From the looks of it, no one knows the full reason for the job. The old man says no living human knows the reason and "we have inherited this duty ceaselessly" which seems to suggest it's been a tradition for many, many, MANY years.
I'm with the characters speculating that the gloves serve as a seal for whatever is at the center. My own take: the hands are trying to protect that seal and consider knowing anything about what's sealed to be too dangerous, including the location. Sole exception seems to be the designated inheritor, since they'd need to know where to place the gloves and there is a singular deployment chart.

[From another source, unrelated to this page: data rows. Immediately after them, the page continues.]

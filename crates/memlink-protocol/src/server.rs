//! Loopback UDP endpoint for push-style integrations.
//!
//! The server receives one datagram at a time and only re-arms the receive
//! after the current datagram has been dispatched, so handler calls never
//! overlap. PING is answered directly; SETUP is acknowledged with a
//! SETUP response once `on_setup` succeeds. Unknown codes are dropped.

use crate::cancel::CancellationToken;
use crate::error::{ProtocolError, Result};
use crate::instruction::{
    FreezeInstruction, Instruction, MAX_DATAGRAM_SIZE, SetupInstruction, UnfreezeInstruction,
    WriteInstruction,
};
use std::net::{Ipv4Addr, SocketAddr};
use std::panic::AssertUnwindSafe;
use std::sync::Arc;
use std::time::Duration;
use tokio::net::UdpSocket;
use tokio::task::JoinHandle;

/// Fixed port of the protocol server
pub const DEFAULT_SERVER_PORT: u16 = 55356;

/// Default bind address: loopback on [`DEFAULT_SERVER_PORT`]
pub const DEFAULT_SERVER_ADDR: SocketAddr =
    SocketAddr::new(std::net::IpAddr::V4(Ipv4Addr::LOCALHOST), DEFAULT_SERVER_PORT);

/// Error type returned by handlers.
pub type HandlerError = Box<dyn std::error::Error + Send + Sync>;

/// Callbacks invoked for inbound instructions.
///
/// Calls are serialized by the receive loop. Errors and panics are caught
/// at the dispatch boundary and logged; they never stop the server.
pub trait InstructionHandler: Send + Sync {
    /// A peer declared the windows it mirrors.
    fn on_setup(&self, setup: &SetupInstruction) -> std::result::Result<(), HandlerError>;

    /// A peer asked for bytes to be written.
    fn on_write(&self, write: &WriteInstruction) -> std::result::Result<(), HandlerError>;

    /// A peer froze an address. Ignored unless overridden.
    fn on_freeze(&self, _freeze: &FreezeInstruction) -> std::result::Result<(), HandlerError> {
        Ok(())
    }

    /// A peer released a frozen address. Ignored unless overridden.
    fn on_unfreeze(
        &self,
        _unfreeze: &UnfreezeInstruction,
    ) -> std::result::Result<(), HandlerError> {
        Ok(())
    }

    /// The peer is ending its session.
    fn on_close(&self) {}
}

/// UDP protocol server bound to a loopback address.
pub struct ProtocolServer {
    socket: UdpSocket,
    handler: Arc<dyn InstructionHandler>,
    local_addr: SocketAddr,
}

impl ProtocolServer {
    /// Bind the server socket.
    ///
    /// # Errors
    ///
    /// Returns `ProtocolError::NonLoopbackBind` for addresses other than
    /// loopback and `ProtocolError::BindFailed` if the port is taken.
    pub async fn bind(addr: SocketAddr, handler: Arc<dyn InstructionHandler>) -> Result<Self> {
        if !addr.ip().is_loopback() {
            return Err(ProtocolError::NonLoopbackBind(addr));
        }

        let socket = UdpSocket::bind(addr)
            .await
            .map_err(|source| ProtocolError::BindFailed { addr, source })?;
        let local_addr = socket.local_addr()?;

        tracing::info!("Protocol server listening on {local_addr}");

        Ok(Self {
            socket,
            handler,
            local_addr,
        })
    }

    /// Address the socket is bound to
    pub const fn local_addr(&self) -> SocketAddr {
        self.local_addr
    }

    /// Run the receive loop on a background task.
    pub fn spawn(self) -> ServerHandle {
        let token = CancellationToken::new();
        let local_addr = self.local_addr;
        let worker_token = token.clone();
        let task = tokio::spawn(async move { self.run(worker_token).await });

        ServerHandle {
            token,
            task,
            local_addr,
        }
    }

    /// Receive and dispatch datagrams until `token` is cancelled.
    ///
    /// The socket is released when this returns.
    pub async fn run(self, token: CancellationToken) -> Result<()> {
        let mut buf = vec![0u8; MAX_DATAGRAM_SIZE];

        loop {
            if token.is_cancelled() {
                break;
            }

            let received = tokio::select! {
                () = token.cancelled() => break,
                received = self.socket.recv_from(&mut buf) => received,
            };

            match received {
                Ok((len, peer)) => self.dispatch(&buf[..len], peer).await,
                Err(e) => {
                    // ICMP port-unreachable from a vanished peer surfaces here on some platforms
                    tracing::warn!("UDP receive on {} failed: {e}", self.local_addr);
                }
            }
        }

        tracing::info!("Protocol server on {} stopped", self.local_addr);
        Ok(())
    }

    async fn dispatch(&self, datagram: &[u8], peer: SocketAddr) {
        let instruction = match Instruction::decode(datagram) {
            Ok(instruction) => instruction,
            Err(ProtocolError::UnknownInstruction(code)) => {
                tracing::debug!("Dropping unknown instruction {code:#04x} from {peer}");
                return;
            }
            Err(e) => {
                tracing::warn!("Dropping datagram from {peer}: {e}");
                return;
            }
        };

        tracing::trace!(
            "Received {} ({} bytes) from {peer}",
            instruction.code().name(),
            datagram.len()
        );

        match instruction {
            Instruction::Ping => self.reply(&Instruction::PingResponse, peer).await,
            Instruction::Setup(setup) => {
                if self.invoke("setup", peer, |h| h.on_setup(&setup)) {
                    self.reply(&Instruction::SetupResponse, peer).await;
                }
            }
            Instruction::Write(write) => {
                self.invoke("write", peer, |h| h.on_write(&write));
            }
            Instruction::Freeze(freeze) => {
                self.invoke("freeze", peer, |h| h.on_freeze(&freeze));
            }
            Instruction::Unfreeze(unfreeze) => {
                self.invoke("unfreeze", peer, |h| h.on_unfreeze(&unfreeze));
            }
            Instruction::Close => {
                self.invoke("close", peer, |h| {
                    h.on_close();
                    Ok(())
                });
            }
            Instruction::Noop | Instruction::PingResponse | Instruction::SetupResponse => {}
        }
    }

    /// Run a handler callback, returning whether it succeeded.
    fn invoke<F>(&self, kind: &str, peer: SocketAddr, f: F) -> bool
    where
        F: FnOnce(&dyn InstructionHandler) -> std::result::Result<(), HandlerError>,
    {
        let handler = self.handler.as_ref();
        match std::panic::catch_unwind(AssertUnwindSafe(|| f(handler))) {
            Ok(Ok(())) => true,
            Ok(Err(e)) => {
                tracing::error!("{kind} handler failed for datagram from {peer}: {e}");
                false
            }
            Err(_) => {
                tracing::error!("{kind} handler panicked for datagram from {peer}");
                false
            }
        }
    }

    async fn reply(&self, instruction: &Instruction, peer: SocketAddr) {
        let bytes = match instruction.encode() {
            Ok(bytes) => bytes,
            Err(e) => {
                tracing::error!("Failed to encode {}: {e}", instruction.code().name());
                return;
            }
        };

        if let Err(e) = self.socket.send_to(&bytes, peer).await {
            tracing::warn!("Failed to send {} to {peer}: {e}", instruction.code().name());
        }
    }
}

/// Owner handle for a spawned [`ProtocolServer`].
pub struct ServerHandle {
    token: CancellationToken,
    task: JoinHandle<Result<()>>,
    local_addr: SocketAddr,
}

impl ServerHandle {
    /// Address the server is bound to
    pub const fn local_addr(&self) -> SocketAddr {
        self.local_addr
    }

    /// Token that stops the server when cancelled
    pub fn token(&self) -> &CancellationToken {
        &self.token
    }

    /// Request a cooperative stop and wait up to `timeout` for the loop to exit.
    pub async fn shutdown(self, timeout: Duration) -> Result<()> {
        self.token.cancel();

        match tokio::time::timeout(timeout, self.task).await {
            Ok(Ok(result)) => result,
            Ok(Err(e)) => Err(ProtocolError::Shutdown(e.to_string())),
            Err(_) => Err(ProtocolError::ShutdownTimeout {
                millis: timeout.as_millis() as u64,
            }),
        }
    }
}

#[cfg(test)]
#[allow(clippy::unwrap_used)]
mod tests {
    use super::*;

    struct Noop;

    impl InstructionHandler for Noop {
        fn on_setup(&self, _setup: &SetupInstruction) -> std::result::Result<(), HandlerError> {
            Ok(())
        }

        fn on_write(&self, _write: &WriteInstruction) -> std::result::Result<(), HandlerError> {
            Ok(())
        }
    }

    #[test]
    fn test_default_addr_is_loopback() {
        assert!(DEFAULT_SERVER_ADDR.ip().is_loopback());
        assert_eq!(DEFAULT_SERVER_ADDR.port(), 55356);
    }

    #[tokio::test]
    async fn test_bind_rejects_non_loopback() {
        let addr: SocketAddr = "0.0.0.0:0".parse().unwrap();
        let result = ProtocolServer::bind(addr, Arc::new(Noop)).await;
        assert!(matches!(result, Err(ProtocolError::NonLoopbackBind(_))));
    }

    #[tokio::test]
    async fn test_shutdown_releases_port() {
        let server = ProtocolServer::bind("127.0.0.1:0".parse().unwrap(), Arc::new(Noop))
            .await
            .unwrap();
        let addr = server.local_addr();
        let handle = server.spawn();

        handle.shutdown(Duration::from_secs(1)).await.unwrap();

        // Port can be bound again once the loop has exited
        let rebound = UdpSocket::bind(addr).await;
        assert!(rebound.is_ok());
    }
}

All of the rules seem to be made by humans to try to maximize survival against the hands' inhuman logic: Trying to intentionally place the gloves shows you know they're important, so that gets you killed. Moving the gloves once dropped has potential to disrupt the seal and means you might know it's important, so that gets you killed. Whoever is holding the gloves when the hand notices them moved will be killed, so that rule is just to increase the glove dropper's own survival. It might be that the hands can only sense/see the people who are actively holding or have handled the gloves recently.
Ultimately, all the rules tie neatly together with the final rule: don't attempt to learn the purpose of the job. The hands do NOT want anyone to know, your best bet at survival is to play dumb. And it seems just seeing the hands can invoke some deep, internal understanding in people. Just seeing it from the outside like us manga readers wouldn't have that effect, we'd have to be experiencing it directly like the characters to get that sense.
I feel like that old man might reappear later in some minor capacity. That big liver spot on his head just feels too distinct to me. Maybe some big scene with a bunch of characters associated with Q?